Put the onion and carrots in a 2 quart soup pot. Add the broth and bring to a boil. Cover the pot and lower the heat to simmer. Cook just until the carrots are tender. Turn off the heat and add the spinach. Cover and let the spinach wilt down just from the heat of the pot. Add the chicken, salt and pepper to taste and cooked pasta. Stir well. Cover and set aside.

In a saucepan melt the butter over medium heat. Whisk in the flour and make a smooth paste or roux. Slowly add the evaporated milk, continuing to whisk until it thickens to the consistency of heavy cream. Add salt to taste and a grinding of nutmeg.

Pour the sauce over the pasta mixture, combining the ingredients well. Reheat slowly and serve directly from the pot!

Source: CioaItalia.com


POTATO SALAD

~Shared by Jean, Syracuse, NY
Please visit my web site: Cookin' With JP

INGREDIENTS LIST:

Potatoes Enough to make about 5 to 6 cups of potato salad
Eggs 7 (less if you desire)
Onion 2 slices 1/8 inch thick, diced

Mayonnaise Approximately 1 1/4 to 1 1/2 cup
French's Yellow Mustard 1 tsp (the kind used on hot dogs)
Sugar About 3/4 Tbs
Salt 1 tsp (be careful)
Black Pepper Approximately 1/4 tsp
Water (Cream optional) About 1/4 cup to thin dressing

Paprika to sprinkle on top

MIXING BOWL: You need room to mix so use a large mixing bowl or pan to do the initial mixing, something about 4 quarts should do it.

POTATOES: Peel and cut the potatoes into pieces about the size of a golf ball. Try to get them about the same size so they cook evenly. Boil the raw potatoes gently until they are done. Test them with a fork, which should pierce a potato but not split it. Drain off the liquid and let the potatoes cool 5 or 10 minutes. While still too hot to hold in your hand, cut each potato into chunks similar in size (we like about 1/2 inch square). Add the hot potatoes to the mixing bowl.

EGGS: While the potatoes are cooking, hard-boil the eggs (about 15 to 20 minutes). Drain off the hot water and cool in cold water plus 3 or 4 ice cubes. Remove the shells while still warm/hot. Cut the warm eggs in half and cut the halves into 6 to 10 pieces. Add the warm eggs to the mixing bowl.

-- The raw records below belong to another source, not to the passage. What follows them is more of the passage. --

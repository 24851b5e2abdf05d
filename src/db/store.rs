// PostgreSQL proposal repository
//
// One row per proposal, content in JSONB, keyed by public token

use super::queries;
use crate::error::AppError;
use crate::proposal::{AcceptanceMeta, DeclineMeta, ProposalData, ProposalRecord, ProposalRepository};
use async_trait::async_trait;
use deadpool_postgres::Pool;
use serde_json::Value;
use tokio_postgres::Row;
use tracing::{debug, warn};

pub struct PgProposalStore {
    pool: Pool,
}

impl PgProposalStore {
    pub fn new(pool: Pool) -> Self {
        Self { pool }
    }

    fn row_to_record(row: &Row) -> Result<ProposalRecord, AppError> {
        let data: ProposalData = serde_json::from_value(row.try_get::<_, Value>("proposal")?)?;
        let accepted_meta: Option<AcceptanceMeta> = row
            .try_get::<_, Option<Value>>("accepted_meta")?
            .map(serde_json::from_value)
            .transpose()?;
        let declined_meta: Option<DeclineMeta> = row
            .try_get::<_, Option<Value>>("declined_meta")?
            .map(serde_json::from_value)
            .transpose()?;
        let status: String = row.try_get("status")?;
        let version: i64 = row.try_get("version")?;

        Ok(ProposalRecord {
            id: row.try_get("id")?,
            token: row.try_get("token")?,
            edit_token: row.try_get("edit_token")?,
            data,
            status: status.parse()?,
            version: u64::try_from(version).unwrap_or(1),
            created_at: row.try_get("created_at")?,
            updated_at: row.try_get("updated_at")?,
            valid_until: row.try_get("valid_until")?,
            sent_at: row.try_get("sent_at")?,
            viewed_at: row.try_get("viewed_at")?,
            accepted_at: row.try_get("accepted_at")?,
            declined_at: row.try_get("declined_at")?,
            accepted_meta,
            declined_meta,
        })
    }

    fn readable(rows: &[Row]) -> Vec<ProposalRecord> {
        rows.iter()
            .filter_map(|row| match Self::row_to_record(row) {
                Ok(record) => Some(record),
                Err(e) => {
                    warn!("Skipping unreadable proposal row: {}", e);
                    None
                }
            })
            .collect()
    }
}

/// Derived column values bound alongside the record fields
struct Columns {
    proposal: Value,
    accepted_meta: Option<Value>,
    declined_meta: Option<Value>,
    total_price: i32,
    deposit_amount: i32,
    deposit_percent: i16,
    version: i64,
    status: &'static str,
}

impl Columns {
    fn of(record: &ProposalRecord) -> Result<Self, AppError> {
        let pricing = record.pricing();
        Ok(Self {
            proposal: serde_json::to_value(&record.data)?,
            accepted_meta: record.accepted_meta.as_ref().map(serde_json::to_value).transpose()?,
            declined_meta: record.declined_meta.as_ref().map(serde_json::to_value).transpose()?,
            total_price: i32::try_from(pricing.total_price).unwrap_or(i32::MAX),
            deposit_amount: i32::try_from(pricing.deposit_amount).unwrap_or(i32::MAX),
            deposit_percent: i16::from(record.data.deposit_percent),
            version: i64::try_from(record.version).unwrap_or(i64::MAX),
            status: record.status.as_str(),
        })
    }
}

#[async_trait]
impl ProposalRepository for PgProposalStore {
    async fn get(&self, token: &str) -> Result<Option<ProposalRecord>, AppError> {
        let client = self.pool.get().await?;
        let row = client.query_opt(queries::select_proposal().as_str(), &[&token]).await?;

        match row {
            Some(row) => match Self::row_to_record(&row) {
                Ok(record) => Ok(Some(record)),
                Err(e) => {
                    warn!("Ignoring unreadable proposal {}: {}", token, e);
                    Ok(None)
                }
            },
            None => Ok(None),
        }
    }

    async fn list_by_edit_tokens(&self, edit_tokens: &[String]) -> Result<Vec<ProposalRecord>, AppError> {
        if edit_tokens.is_empty() {
            return Ok(Vec::new());
        }
        let client = self.pool.get().await?;
        let rows = client
            .query(queries::list_proposals_by_edit_tokens().as_str(), &[&edit_tokens])
            .await?;
        Ok(Self::readable(&rows))
    }

    async fn save(&self, record: &ProposalRecord) -> Result<(), AppError> {
        let client = self.pool.get().await?;
        let p = Columns::of(record)?;

        client
            .execute(
                queries::UPSERT_PROPOSAL,
                &[
                    &record.token,
                    &record.id,
                    &record.edit_token,
                    &p.proposal,
                    &record.data.pack_id,
                    &record.data.selected_options,
                    &p.total_price,
                    &p.deposit_percent,
                    &p.deposit_amount,
                    &p.status,
                    &p.version,
                    &record.valid_until,
                    &record.sent_at,
                    &record.viewed_at,
                    &record.accepted_at,
                    &record.declined_at,
                    &p.accepted_meta,
                    &p.declined_meta,
                    &record.created_at,
                    &record.updated_at,
                ],
            )
            .await?;

        debug!("Saved proposal {} (v{}) to PostgreSQL", record.token, record.version);
        Ok(())
    }

    async fn save_if_version(&self, record: &ProposalRecord, expected: u64) -> Result<bool, AppError> {
        let client = self.pool.get().await?;
        let p = Columns::of(record)?;
        let expected = i64::try_from(expected).unwrap_or(i64::MAX);

        let affected = client
            .execute(
                queries::UPDATE_PROPOSAL_IF_VERSION,
                &[
                    &record.token,
                    &p.proposal,
                    &record.data.pack_id,
                    &record.data.selected_options,
                    &p.total_price,
                    &p.deposit_percent,
                    &p.deposit_amount,
                    &p.status,
                    &p.version,
                    &record.valid_until,
                    &record.sent_at,
                    &record.viewed_at,
                    &record.accepted_at,
                    &record.declined_at,
                    &p.accepted_meta,
                    &p.declined_meta,
                    &record.updated_at,
                    &expected,
                ],
            )
            .await?;

        if affected == 0 {
            debug!("Proposal {} moved on since v{}", record.token, expected);
            return Ok(false);
        }
        debug!("Saved proposal {} (v{}) to PostgreSQL", record.token, record.version);
        Ok(true)
    }

    async fn delete(&self, token: &str) -> Result<bool, AppError> {
        let client = self.pool.get().await?;
        let affected = client.execute(queries::DELETE_PROPOSAL, &[&token]).await?;
        Ok(affected > 0)
    }

    fn backend_name(&self) -> &'static str {
        "postgres"
    }
}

ONION: (You can use more or less onion depending on your taste and ability to digest.) Chop the onion into pieces a little smaller than the size of a pea. Place the chopped onion into the mixing bowl and stir it all up.

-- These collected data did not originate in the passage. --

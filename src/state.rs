//! Application state management
//!
//! Contains shared state accessible across all handlers.

use crate::proposal::ProposalService;
use std::sync::Arc;

/// Application state shared across all handlers
pub struct AppState {
    /// Proposal workflow over the configured repository and remote
    pub proposals: ProposalService,
}

impl AppState {
    pub fn new(proposals: ProposalService) -> Self {
        Self { proposals }
    }
}

/// Type alias for shared state
pub type SharedState = Arc<AppState>;
//! Share and edit token generation
//!
//! Tokens are random bytes from the OS generator encoded as URL-safe base64
//! without padding, so they can be pasted straight into a link.

use base64::engine::general_purpose::URL_SAFE_NO_PAD;
use base64::Engine;
use rand::rngs::OsRng;
use rand::RngCore;
use sha2::{Digest, Sha256};

/// Bytes behind a public share token (16 chars)
pub const SHARE_TOKEN_BYTES: usize = 12;

/// Bytes behind a secret edit token (24 chars)
pub const EDIT_TOKEN_BYTES: usize = 18;

fn random_token(len: usize) -> String {
    let mut bytes = vec![0u8; len];
    OsRng.fill_bytes(&mut bytes);
    URL_SAFE_NO_PAD.encode(bytes)
}

/// Public token used in `/p/{token}` links
pub fn generate_share_token() -> String {
    random_token(SHARE_TOKEN_BYTES)
}

/// Owner secret required for every content write
pub fn generate_edit_token() -> String {
    random_token(EDIT_TOKEN_BYTES)
}

/// Compare a presented token with the stored one.
///
/// Both sides are hashed first so the comparison runs over fixed-size digests.
pub fn tokens_match(presented: &str, stored: &str) -> bool {
    let a = Sha256::digest(presented.as_bytes());
    let b = Sha256::digest(stored.as_bytes());
    a.iter().zip(b.iter()).fold(0u8, |acc, (x, y)| acc | (x ^ y)) == 0
}

/// Cheap shape check before hitting storage
pub fn is_well_formed(token: &str) -> bool {
    (8..=64).contains(&token.len())
        && token
            .bytes()
            .all(|b| b.is_ascii_alphanumeric() || b == b'-' || b == b'_')
}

DRESSING: The dressing can be started while the potatoes and eggs are cooking. Mix well the mayonnaise, salt, mustard, sugar and black pepper. (Be careful in the amount of salt used. You can always add more but can't remove extra.) Thin the mixture with cream, if you want a rich full body flavor, or with water or milk. It takes about 1/4 cup of water, which is what we use. The mixture should coat a metal spoon but pour off and leave a thick drop hanging on the edge when the spoon is held horizontally with an edge down. Taste it. Is it sweet enough, salty enough?

SERVING: Pour about 1/2 - 2/3 of the dressing over the potatoes, onions and eggs, which should still be quite warm. Gently distribute the dressing with a large spoon. Add more dressing if necessary until it there is enough but not too much. A little too much is OK because the salad tends to dry out over time. Spoon the mixed potato salad into a serving dish. Sprinkle the top with paprika, not too much, for color and flavor. Cover the bowl with plastic wrap and refrigerate for 4 or more hours so the flavors can be absorbed into the potatoes and eggs.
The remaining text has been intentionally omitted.